Would you output each record exactly as it stands?

---------------

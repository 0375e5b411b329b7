//! # Easing 模块
//!
//! 缓动函数库，用于动画的时间插值。
//!
//! 命名与常见的 power 系列对应关系：
//! power1 = Quad，power2 = Cubic，power3 = Quart，power4 = Quint。

use std::f32::consts::PI;

/// 缓动函数类型
#[derive(Debug, Clone, Copy, PartialEq, Default)]
pub enum EasingFunction {
    /// 线性（匀速）
    Linear,
    /// 二次缓入缓出（两头慢中间快）
    #[default]
    EaseInOutQuad,
    /// 二次缓入
    EaseInQuad,
    /// 二次缓出
    EaseOutQuad,
    /// 三次缓入
    EaseInCubic,
    /// 三次缓出
    EaseOutCubic,
    /// 四次缓入
    EaseInQuart,
    /// 四次缓出
    EaseOutQuart,
    /// 五次缓入
    EaseInQuint,
    /// 五次缓出
    EaseOutQuint,
    /// 回弹缓入（先向反方向拉，参数为回拉幅度）
    EaseInBack(f32),
    /// 回弹缓出（越过终点后回落）
    EaseOutBack(f32),
    /// 弹性缓出
    EaseOutElastic {
        /// 振幅（小于 1 时按 1 处理）
        amplitude: f32,
        /// 周期
        period: f32,
    },
}

impl EasingFunction {
    /// 计算缓动值
    ///
    /// # 参数
    /// - `t`: 时间进度 (0.0 - 1.0)
    ///
    /// # 返回
    /// - 缓动后的进度值。Back / Elastic 在中途可能越过 [0, 1]，端点恒为 0 和 1。
    pub fn apply(&self, t: f32) -> f32 {
        let t = t.clamp(0.0, 1.0);

        match *self {
            EasingFunction::Linear => t,
            EasingFunction::EaseInOutQuad => {
                if t < 0.5 {
                    2.0 * t * t
                } else {
                    1.0 - (-2.0 * t + 2.0).powi(2) / 2.0
                }
            }
            EasingFunction::EaseInQuad => t * t,
            EasingFunction::EaseOutQuad => 1.0 - (1.0 - t) * (1.0 - t),
            EasingFunction::EaseInCubic => t.powi(3),
            EasingFunction::EaseOutCubic => 1.0 - (1.0 - t).powi(3),
            EasingFunction::EaseInQuart => t.powi(4),
            EasingFunction::EaseOutQuart => 1.0 - (1.0 - t).powi(4),
            EasingFunction::EaseInQuint => t.powi(5),
            EasingFunction::EaseOutQuint => 1.0 - (1.0 - t).powi(5),
            EasingFunction::EaseInBack(overshoot) => ease_in_back(t, overshoot),
            EasingFunction::EaseOutBack(overshoot) => 1.0 - ease_in_back(1.0 - t, overshoot),
            EasingFunction::EaseOutElastic { amplitude, period } => {
                ease_out_elastic(t, amplitude, period)
            }
        }
    }
}

/// 回弹缓入
fn ease_in_back(t: f32, overshoot: f32) -> f32 {
    (overshoot + 1.0) * t * t * t - overshoot * t * t
}

/// 弹性缓出
fn ease_out_elastic(t: f32, amplitude: f32, period: f32) -> f32 {
    if t == 0.0 {
        return 0.0;
    }
    if t == 1.0 {
        return 1.0;
    }

    let amplitude = amplitude.max(1.0);
    let period = if period > 0.0 { period } else { 0.3 };
    let shift = period / (2.0 * PI) * (1.0 / amplitude).asin();

    amplitude * 2.0_f32.powf(-10.0 * t) * ((t - shift) * (2.0 * PI) / period).sin() + 1.0
}

#[cfg(test)]
mod tests {
    use super::*;

    const ALL: [EasingFunction; 13] = [
        EasingFunction::Linear,
        EasingFunction::EaseInOutQuad,
        EasingFunction::EaseInQuad,
        EasingFunction::EaseOutQuad,
        EasingFunction::EaseInCubic,
        EasingFunction::EaseOutCubic,
        EasingFunction::EaseInQuart,
        EasingFunction::EaseOutQuart,
        EasingFunction::EaseInQuint,
        EasingFunction::EaseOutQuint,
        EasingFunction::EaseInBack(1.5),
        EasingFunction::EaseOutBack(1.2),
        EasingFunction::EaseOutElastic {
            amplitude: 1.0,
            period: 0.5,
        },
    ];

    #[test]
    fn test_linear_is_identity_inside_range() {
        for step in 0..=10 {
            let t = step as f32 / 10.0;
            assert!((EasingFunction::Linear.apply(t) - t).abs() < 1e-6);
        }
    }

    #[test]
    fn test_endpoints() {
        for easing in ALL {
            assert!(easing.apply(0.0).abs() < 1e-5, "{easing:?} at 0");
            assert!((easing.apply(1.0) - 1.0).abs() < 1e-5, "{easing:?} at 1");
        }
    }

    #[test]
    fn test_progress_outside_range_is_clamped() {
        for easing in ALL {
            assert_eq!(easing.apply(-0.3), easing.apply(0.0), "{easing:?}");
            assert_eq!(easing.apply(2.0), easing.apply(1.0), "{easing:?}");
        }
    }

    #[test]
    fn test_back_pulls_back_first() {
        // 回弹缓入开始时会短暂变为负值
        assert!(EasingFunction::EaseInBack(2.0).apply(0.2) < 0.0);
        // 回弹缓出会越过终点
        assert!(EasingFunction::EaseOutBack(1.7).apply(0.8) > 1.0);
    }

    #[test]
    fn test_elastic_overshoots() {
        let easing = EasingFunction::EaseOutElastic {
            amplitude: 1.0,
            period: 0.5,
        };
        let peak = (1..100)
            .map(|i| easing.apply(i as f32 / 100.0))
            .fold(f32::MIN, f32::max);
        assert!(peak > 1.0);
    }

    #[test]
    fn test_ease_in_is_slow_at_start() {
        let t = 0.25;
        assert!(EasingFunction::EaseInQuint.apply(t) < EasingFunction::EaseInCubic.apply(t));
        assert!(EasingFunction::EaseOutQuint.apply(t) > EasingFunction::EaseOutCubic.apply(t));
    }
}
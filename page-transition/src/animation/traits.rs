//! # Traits 模块
//!
//! 动画系统与被动画对象之间的接缝。
//!
//! 动画系统只认 `ObjectId` 和属性名，对象是元素、遮罩块还是测试桩都无所谓，
//! 只要实现 `Animatable` 按名字读写 f32 即可。

use std::fmt;

/// 注册到动画系统的对象句柄
///
/// 由 `AnimationSystem::register` 分配，单调递增，注销后不复用。
#[derive(Debug, Clone, Copy, PartialEq, Eq, Hash, PartialOrd, Ord)]
pub struct ObjectId(pub(crate) u64);

impl ObjectId {
    pub(crate) fn new(raw: u64) -> Self {
        Self(raw)
    }

    pub fn value(&self) -> u64 {
        self.0
    }
}

impl fmt::Display for ObjectId {
    fn fmt(&self, f: &mut fmt::Formatter<'_>) -> fmt::Result {
        write!(f, "obj#{}", self.0)
    }
}

/// 一条补间写入的位置：哪个对象的哪个属性
#[derive(Debug, Clone, Copy, PartialEq, Eq, Hash)]
pub struct PropertyKey {
    pub object: ObjectId,
    pub property: &'static str,
}

impl PropertyKey {
    pub fn new(object: ObjectId, property: &'static str) -> Self {
        Self { object, property }
    }

    /// 是否属于给定对象
    pub fn belongs_to(&self, object: ObjectId) -> bool {
        self.object == object
    }
}

impl fmt::Display for PropertyKey {
    fn fmt(&self, f: &mut fmt::Formatter<'_>) -> fmt::Result {
        write!(f, "{}.{}", self.object, self.property)
    }
}

/// 可动画对象
///
/// 读写都只借 `&self`，可变状态放在 `Cell` 里，
/// 同一对象的多个属性可以各自被一条补间驱动。
pub trait Animatable: 'static {
    /// 读属性，未知属性返回 `None`
    fn get_property(&self, property: &str) -> Option<f32>;

    /// 写属性，未知属性返回 `false` 且不做任何事
    fn set_property(&self, property: &str, value: f32) -> bool;

    /// 支持的属性名
    fn property_list(&self) -> &'static [&'static str];
}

---------------

Task output:
repository 0375e5b411b329b7
//! # Easing 模块
//!
//! 缓动函数库，用于动画的时间插值。
//!
//! 命名与常见的 power 系列对应关系：
//! power1 = Quad，power2 = Cubic，power3 = Quart，power4 = Quint。

use std::f32::consts::PI;

/// 缓动函数类型
#[derive(Debug, Clone, Copy, PartialEq, Default)]
pub enum EasingFunction {
    /// 线性（匀速）
    Linear,
    /// 二次缓入缓出（两头慢中间快）
    #[default]
    EaseInOutQuad,
    /// 二次缓入
    EaseInQuad,
    /// 二次缓出
    EaseOutQuad,
    /// 三次缓入
    EaseInCubic,
    /// 三次缓出
    EaseOutCubic,
    /// 四次缓入
    EaseInQuart,
    /// 四次缓出
    EaseOutQuart,
    /// 五次缓入
    EaseInQuint,
    /// 五次缓出
    EaseOutQuint,
    /// 回弹缓入（先向反方向拉，参数为回拉幅度）
    EaseInBack(f32),
    /// 回弹缓出（越过终点后回落）
    EaseOutBack(f32),
    /// 弹性缓出
    EaseOutElastic {
        /// 振幅（小于 1 时按 1 处理）
        amplitude: f32,
        /// 周期
        period: f32,
    },
}

impl EasingFunction {
    /// 计算缓动值
    ///
    /// # 参数
    /// - `t`: 时间进度 (0.0 - 1.0)
    ///
    /// # 返回
    /// - 缓动后的进度值。Back / Elastic 在中途可能越过 [0, 1]，端点恒为 0 和 1。
    pub fn apply(&self, t: f32) -> f32 {
        let t = t.clamp(0.0, 1.0);

        match *self {
            EasingFunction::Linear => t,
            EasingFunction::EaseInOutQuad => {
                if t < 0.5 {
                    2.0 * t * t
                } else {
                    1.0 - (-2.0 * t + 2.0).powi(2) / 2.0
                }
            }
            EasingFunction::EaseInQuad => t * t,
            EasingFunction::EaseOutQuad => 1.0 - (1.0 - t) * (1.0 - t),
            EasingFunction::EaseInCubic => t.powi(3),
            EasingFunction::EaseOutCubic => 1.0 - (1.0 - t).powi(3),
            EasingFunction::EaseInQuart => t.powi(4),
            EasingFunction::EaseOutQuart => 1.0 - (1.0 - t).powi(4),
            EasingFunction::EaseInQuint => t.powi(5),
            EasingFunction::EaseOutQuint => 1.0 - (1.0 - t).powi(5),
            EasingFunction::EaseInBack(overshoot) => ease_in_back(t, overshoot),
            EasingFunction::EaseOutBack(overshoot) => 1.0 - ease_in_back(1.0 - t, overshoot),
            EasingFunction::EaseOutElastic { amplitude, period } => {
                ease_out_elastic(t, amplitude, period)
            }
        }
    }
}

/// 回弹缓入
fn ease_in_back(t: f32, overshoot: f32) -> f32 {
    (overshoot + 1.0) * t * t * t - overshoot * t * t
}

/// 弹性缓出
fn ease_out_elastic(t: f32, amplitude: f32, period: f32) -> f32 {
    if t == 0.0 {
        return 0.0;
    }
    if t == 1.0 {
        return 1.0;
    }

    let amplitude = amplitude.max(1.0);
    let period = if period > 0.0 { period } else { 0.3 };
    let shift = period / (2.0 * PI) * (1.0 / amplitude).asin();

    amplitude * 2.0_f32.powf(-10.0 * t) * ((t - shift) * (2.0 * PI) / period).sin() + 1.0
}

#[cfg(test)]
mod tests {
    use super::*;

    const ALL: [EasingFunction; 13] = [
        EasingFunction::Linear,
        EasingFunction::EaseInOutQuad,
        EasingFunction::EaseInQuad,
        EasingFunction::EaseOutQuad,
        EasingFunction::EaseInCubic,
        EasingFunction::EaseOutCubic,
        EasingFunction::EaseInQuart,
        EasingFunction::EaseOutQuart,
        EasingFunction::EaseInQuint,
        EasingFunction::EaseOutQuint,
        EasingFunction::EaseInBack(1.5),
        EasingFunction::EaseOutBack(1.2),
        EasingFunction::EaseOutElastic {
            amplitude: 1.0,
            period: 0.5,
        },
    ];

    #[test]
    fn test_linear_is_identity_inside_range() {
        for step in 0..=10 {
            let t = step as f32 / 10.0;
            assert!((EasingFunction::Linear.apply(t) - t).abs() < 1e-6);
        }
    }

    #[test]
    fn test_endpoints() {
        for easing in ALL {
            assert!(easing.apply(0.0).abs() < 1e-5, "{easing:?} at 0");
            assert!((easing.apply(1.0) - 1.0).abs() < 1e-5, "{easing:?} at 1");
        }
    }

    #[test]
    fn test_progress_outside_range_is_clamped() {
        for easing in ALL {
            assert_eq!(easing.apply(-0.3), easing.apply(0.0), "{easing:?}");
            assert_eq!(easing.apply(2.0), easing.apply(1.0), "{easing:?}");
        }
    }

    #[test]
    fn test_back_pulls_back_first() {
        // 回弹缓入开始时会短暂变为负值
        assert!(EasingFunction::EaseInBack(2.0).apply(0.2) < 0.0);
        // 回弹缓出会越过终点
        assert!(EasingFunction::EaseOutBack(1.7).apply(0.8) > 1.0);
    }

    #[test]
    fn test_elastic_overshoots() {
        let easing = EasingFunction::EaseOutElastic {
            amplitude: 1.0,
            period: 0.5,
        };
        let peak = (1..100)
            .map(|i| easing.apply(i as f32 / 100.0))
            .fold(f32::MIN, f32::max);
        assert!(peak > 1.0);
    }

    #[test]
    fn test_ease_in_is_slow_at_start() {
        let t = 0.25;
        assert!(EasingFunction::EaseInQuint.apply(t) < EasingFunction::EaseInCubic.apply(t));
        assert!(EasingFunction::EaseOutQuint.apply(t) > EasingFunction::EaseOutCubic.apply(t));
    }
}
filename page-transition/src/animation/traits.rs
//! # Traits 模块
//!
//! 动画系统与被动画对象之间的接缝。
//!
//! 动画系统只认 `ObjectId` 和属性名，对象是元素、遮罩块还是测试桩都无所谓，
//! 只要实现 `Animatable` 按名字读写 f32 即可。

use std::fmt;

/// 注册到动画系统的对象句柄
///
/// 由 `AnimationSystem::register` 分配，单调递增，注销后不复用。
#[derive(Debug, Clone, Copy, PartialEq, Eq, Hash, PartialOrd, Ord)]
pub struct ObjectId(pub(crate) u64);

impl ObjectId {
    pub(crate) fn new(raw: u64) -> Self {
        Self(raw)
    }

    pub fn value(&self) -> u64 {
        self.0
    }
}

impl fmt::Display for ObjectId {
    fn fmt(&self, f: &mut fmt::Formatter<'_>) -> fmt::Result {
        write!(f, "obj#{}", self.0)
    }
}

/// 一条补间写入的位置：哪个对象的哪个属性
#[derive(Debug, Clone, Copy, PartialEq, Eq, Hash)]
pub struct PropertyKey {
    pub object: ObjectId,
    pub property: &'static str,
}

impl PropertyKey {
    pub fn new(object: ObjectId, property: &'static str) -> Self {
        Self { object, property }
    }

    /// 是否属于给定对象
    pub fn belongs_to(&self, object: ObjectId) -> bool {
        self.object == object
    }
}

impl fmt::Display for PropertyKey {
    fn fmt(&self, f: &mut fmt::Formatter<'_>) -> fmt::Result {
        write!(f, "{}.{}", self.object, self.property)
    }
}

/// 可动画对象
///
/// 读写都只借 `&self`，可变状态放在 `Cell` 里，
/// 同一对象的多个属性可以各自被一条补间驱动。
pub trait Animatable: 'static {
    /// 读属性，未知属性返回 `None`
    fn get_property(&self, property: &str) -> Option<f32>;

    /// 写属性，未知属性返回 `false` 且不做任何事
    fn set_property(&self, property: &str, value: f32) -> bool;

    /// 支持的属性名
    fn property_list(&self) -> &'static [&'static str];
}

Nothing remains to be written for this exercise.